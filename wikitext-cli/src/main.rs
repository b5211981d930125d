// Command-line interface for wikitext
//
// This binary converts wiki markup (TracWiki, Markdown) into HTML, or lists the structural
// events the parser produced for it.
//
// The dialect is auto-detected from the input file extension, while being overridable by an
// explicit --dialect flag. When neither gives an answer the configured default is used.
// Usage:
//  wikitext <input> [--dialect <name>] [--to <output>] [--output <file>]          - Convert (default)
//  wikitext convert <input> [--dialect <name>] [--to <output>] [--output <file>]  - Same as above
//  wikitext --list-dialects                                                      - List dialects
//
// Input "-" reads from stdin.
//
// Extra Parameters:
//
// Configuration values can be overridden using --extra-<parameter-name> <value>.
// The CLI layer strips the "extra-" prefix and applies the value on top of the loaded config.
// Example:
//  wikitext page.trac --extra-server-url https://trac.example.org --extra-document

mod outputs;

use clap::{Arg, ArgAction, ArgMatches, Command, ValueHint};
use std::collections::HashMap;
use std::fs;
use std::io::{self, Read};
use wikitext_config::{Loader, WikitextConfig};
use wikitext_parser::{DialectRegistry, HtmlOptions, LanguageConfiguration};

const SUBCOMMANDS: &[&str] = &["convert", "help"];

/// Keys accepted as `--extra-<key>`, as listed in the help text.
const EXTRA_KEYS: &[&str] = &[
    "server-url",
    "link-pattern",
    "wiki-words",
    "auto-link",
    "document",
    "title",
    "css",
];

/// Split `--extra-*` overrides out of the raw arguments before clap sees them.
///
/// `--extra-<key> <value>` takes the next argument unless it looks like a flag, in which case
/// the key is treated as a switch and set to "true".
fn parse_extra_args(args: &[String]) -> (Vec<String>, HashMap<String, String>) {
    let mut cleaned_args = Vec::new();
    let mut extra_params = HashMap::new();
    let mut i = 0;

    while i < args.len() {
        let arg = &args[i];

        if let Some(key) = arg.strip_prefix("--extra-") {
            let value = args.get(i + 1).filter(|next| !next.starts_with('-'));
            match value {
                Some(value) => {
                    extra_params.insert(key.to_string(), value.clone());
                    i += 2;
                }
                None => {
                    extra_params.insert(key.to_string(), "true".to_string());
                    i += 1;
                }
            }
            continue;
        }

        cleaned_args.push(arg.clone());
        i += 1;
    }

    (cleaned_args, extra_params)
}

fn build_cli() -> Command {
    Command::new("wikitext")
        .version(env!("CARGO_PKG_VERSION"))
        .about("Convert TracWiki and Markdown markup to HTML")
        .long_about(format!(
            "wikitext parses lightweight wiki markup and renders it as HTML, or as the list of\n\
            structural events the parser produced.\n\n\
            Extra Parameters:\n  \
            Use --extra-<name> [value] to override configuration values.\n  \
            Boolean flags can omit the value (defaults to 'true').\n  \
            {}\n\n\
            Examples:\n  \
            wikitext page.trac                          # TracWiki to HTML (stdout)\n  \
            wikitext README.md -o readme.html           # Markdown to an HTML file\n  \
            wikitext page.txt --dialect tracwiki        # Explicit dialect\n  \
            wikitext page.trac --to events              # Show the parsed event stream\n  \
            cat page.trac | wikitext - --dialect tracwiki",
            EXTRA_KEYS.join(", ")
        ))
        .arg_required_else_help(true)
        .subcommand_required(false)
        .arg(
            Arg::new("list-dialects")
                .long("list-dialects")
                .help("List available dialects")
                .action(ArgAction::SetTrue)
                .global(true),
        )
        .arg(
            Arg::new("config")
                .long("config")
                .value_name("PATH")
                .help("Path to a wikitext.toml configuration file")
                .value_hint(ValueHint::FilePath)
                .global(true),
        )
        .arg(
            Arg::new("verbose")
                .long("verbose")
                .short('v')
                .help("Enable debug logging")
                .action(ArgAction::SetTrue)
                .global(true),
        )
        .subcommand(
            Command::new("convert")
                .about("Convert a markup file (default command)")
                .long_about(
                    "Convert a markup document.\n\n\
                    Outputs:\n  \
                    - html:        HTML fragment, or a full document with --extra-document\n  \
                    - events:      Parser events, one per line\n  \
                    - events-json: Parser events as JSON\n\n\
                    The dialect is auto-detected from the file extension.\n\
                    Output goes to stdout by default, or use -o to specify a file.",
                )
                .arg(
                    Arg::new("input")
                        .help("Input file path, or - for stdin")
                        .required(true)
                        .index(1)
                        .value_hint(ValueHint::FilePath),
                )
                .arg(
                    Arg::new("dialect")
                        .long("dialect")
                        .short('d')
                        .help("Markup dialect (auto-detected from file extension if not specified)")
                        .value_hint(ValueHint::Other),
                )
                .arg(
                    Arg::new("to")
                        .long("to")
                        .help("Output format")
                        .default_value("html")
                        .value_parser(clap::builder::PossibleValuesParser::new(
                            outputs::AVAILABLE_OUTPUTS,
                        )),
                )
                .arg(
                    Arg::new("output")
                        .long("output")
                        .short('o')
                        .help("Output file path (defaults to stdout)")
                        .value_hint(ValueHint::FilePath),
                ),
        )
}

/// Match `args`, injecting the implied "convert" subcommand when the first argument is an input.
fn get_matches(cli: Command, args: &[String]) -> ArgMatches {
    match cli.clone().try_get_matches_from(args) {
        Ok(matches) => matches,
        Err(e) => {
            let implies_convert = args
                .get(1)
                .is_some_and(|first| {
                    (first == "-" || !first.starts_with('-'))
                        && !SUBCOMMANDS.contains(&first.as_str())
                });
            if !implies_convert {
                e.exit();
            }
            let mut new_args = vec![args[0].clone(), "convert".to_string()];
            new_args.extend_from_slice(&args[1..]);
            match cli.try_get_matches_from(&new_args) {
                Ok(matches) => matches,
                Err(e2) => e2.exit(),
            }
        }
    }
}

fn init_logging(verbose: bool) {
    let mut builder = env_logger::Builder::from_default_env();
    if verbose {
        builder.filter_level(log::LevelFilter::Debug);
    }
    builder.init();
}

fn main() {
    let args: Vec<String> = std::env::args().collect();

    let (cleaned_args, mut extra_params) = parse_extra_args(&args);
    let matches = get_matches(build_cli(), &cleaned_args);

    init_logging(matches.get_flag("verbose"));

    if matches.get_flag("list-dialects") {
        handle_list_dialects_command();
        return;
    }

    let mut config = load_cli_config(matches.get_one::<String>("config").map(|s| s.as_str()));
    apply_config_overrides(&mut config, &mut extra_params);
    for key in extra_params.keys() {
        log::warn!("ignoring unknown parameter --extra-{key}");
    }

    match matches.subcommand() {
        Some(("convert", sub_matches)) => {
            let input = sub_matches
                .get_one::<String>("input")
                .map(|s| s.as_str())
                .unwrap_or("-");
            let dialect = sub_matches.get_one::<String>("dialect").map(|s| s.as_str());
            let to = sub_matches
                .get_one::<String>("to")
                .map(|s| s.as_str())
                .unwrap_or("html");
            let output = sub_matches.get_one::<String>("output").map(|s| s.as_str());
            handle_convert_command(input, dialect, to, output, &config);
        }
        _ => {
            eprintln!("Unknown subcommand. Use --help for usage information.");
            std::process::exit(1);
        }
    }
}

/// Handle the convert command
fn handle_convert_command(
    input: &str,
    dialect: Option<&str>,
    to: &str,
    output: Option<&str>,
    config: &WikitextConfig,
) {
    let registry = DialectRegistry::default();
    let dialect = resolve_dialect(&registry, input, dialect, config);
    log::debug!("converting {input} as {dialect} to {to}");

    let language = registry
        .configured(&dialect, &LanguageConfiguration::from(&config.language))
        .unwrap_or_else(|e| {
            eprintln!("Error: {e}");
            std::process::exit(1);
        });

    let source = read_input(input).unwrap_or_else(|e| {
        eprintln!("Error reading file '{input}': {e}");
        std::process::exit(1);
    });

    let html_options = html_options_for(config, input);
    let rendered = outputs::render(&source, &language, to, &html_options).unwrap_or_else(|e| {
        eprintln!("Conversion error: {e}");
        std::process::exit(1);
    });

    match output {
        Some(path) => {
            fs::write(path, rendered).unwrap_or_else(|e| {
                eprintln!("Error writing file '{path}': {e}");
                std::process::exit(1);
            });
        }
        None => print!("{rendered}"),
    }
}

/// Explicit dialect, else the one matching the file extension, else the configured default.
fn resolve_dialect(
    registry: &DialectRegistry,
    input: &str,
    explicit: Option<&str>,
    config: &WikitextConfig,
) -> String {
    if let Some(name) = explicit {
        if !registry.has(name) {
            eprintln!(
                "Error: unknown dialect '{name}'. Available: {}",
                registry.list_dialects().join(", ")
            );
            std::process::exit(1);
        }
        return name.to_string();
    }
    if input != "-" {
        if let Some(detected) = registry.detect_dialect_from_filename(input) {
            return detected;
        }
    }
    config.parser.dialect.clone()
}

fn read_input(input: &str) -> io::Result<String> {
    if input == "-" {
        let mut source = String::new();
        io::stdin().read_to_string(&mut source)?;
        Ok(source)
    } else {
        fs::read_to_string(input)
    }
}

/// HTML options from config; documents without a title are named after the input file.
fn html_options_for(config: &WikitextConfig, input: &str) -> HtmlOptions {
    let mut options = HtmlOptions::from(&config.html);
    if options.emit_as_document && options.title.is_none() && input != "-" {
        options.title = std::path::Path::new(input)
            .file_stem()
            .and_then(|stem| stem.to_str())
            .map(str::to_string);
    }
    options
}

/// Handle the list-dialects command
fn handle_list_dialects_command() {
    let registry = DialectRegistry::default();
    println!("Available dialects:\n");
    for name in registry.list_dialects() {
        if let Ok(language) = registry.get(&name) {
            let extensions = language
                .file_extensions()
                .iter()
                .map(|ext| format!(".{ext}"))
                .collect::<Vec<_>>()
                .join(", ");
            println!("  {name:<10} {} ({extensions})", language.description());
        }
    }
}

fn load_cli_config(explicit_path: Option<&str>) -> WikitextConfig {
    let loader = Loader::new().with_optional_file("wikitext.toml");
    let loader = if let Some(path) = explicit_path {
        loader.with_file(path)
    } else {
        loader
    };

    loader.build().unwrap_or_else(|err| {
        eprintln!("Failed to load configuration: {err}");
        std::process::exit(1);
    })
}

fn apply_config_overrides(config: &mut WikitextConfig, extra_params: &mut HashMap<String, String>) {
    if let Some(raw) = take_override(extra_params, &["server-url", "server"]) {
        config.language.server_url = raw;
    }
    if let Some(raw) = take_override(extra_params, &["link-pattern", "internal-link-pattern"]) {
        config.language.internal_link_pattern = raw;
    }
    if let Some(raw) = take_override(extra_params, &["wiki-words", "wiki-word-linking"]) {
        config.language.wiki_word_linking = parse_bool_arg("wiki-words", &raw);
    }
    if let Some(raw) = take_override(extra_params, &["auto-link", "auto-linking"]) {
        config.language.auto_linking = parse_bool_arg("auto-link", &raw);
    }
    if let Some(raw) = extra_params.remove("document") {
        config.html.emit_as_document = parse_bool_arg("document", &raw);
    }
    if let Some(raw) = extra_params.remove("title") {
        config.html.title = Some(raw);
    }
    if let Some(raw) = take_override(extra_params, &["css", "custom-css"]) {
        config.html.custom_css = Some(raw);
    }
}

fn take_override(map: &mut HashMap<String, String>, keys: &[&str]) -> Option<String> {
    for key in keys {
        if let Some(value) = map.remove(*key) {
            return Some(value);
        }
    }
    None
}

fn parse_bool_arg(flag: &str, raw: &str) -> bool {
    match raw.to_lowercase().as_str() {
        "true" | "1" | "yes" | "y" => true,
        "false" | "0" | "no" | "n" => false,
        other => {
            eprintln!("Invalid boolean value '{other}' for --extra-{flag}");
            std::process::exit(1);
        }
    }
}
··········
TASK TO COMPLETE >> For each line of the listing that holds the word "defaults", show that line.

RESPONSE AREA >>
            Boolean flags can omit the value (defaults to 'true').\n  \
                        .help("Output file path (defaults to stdout)")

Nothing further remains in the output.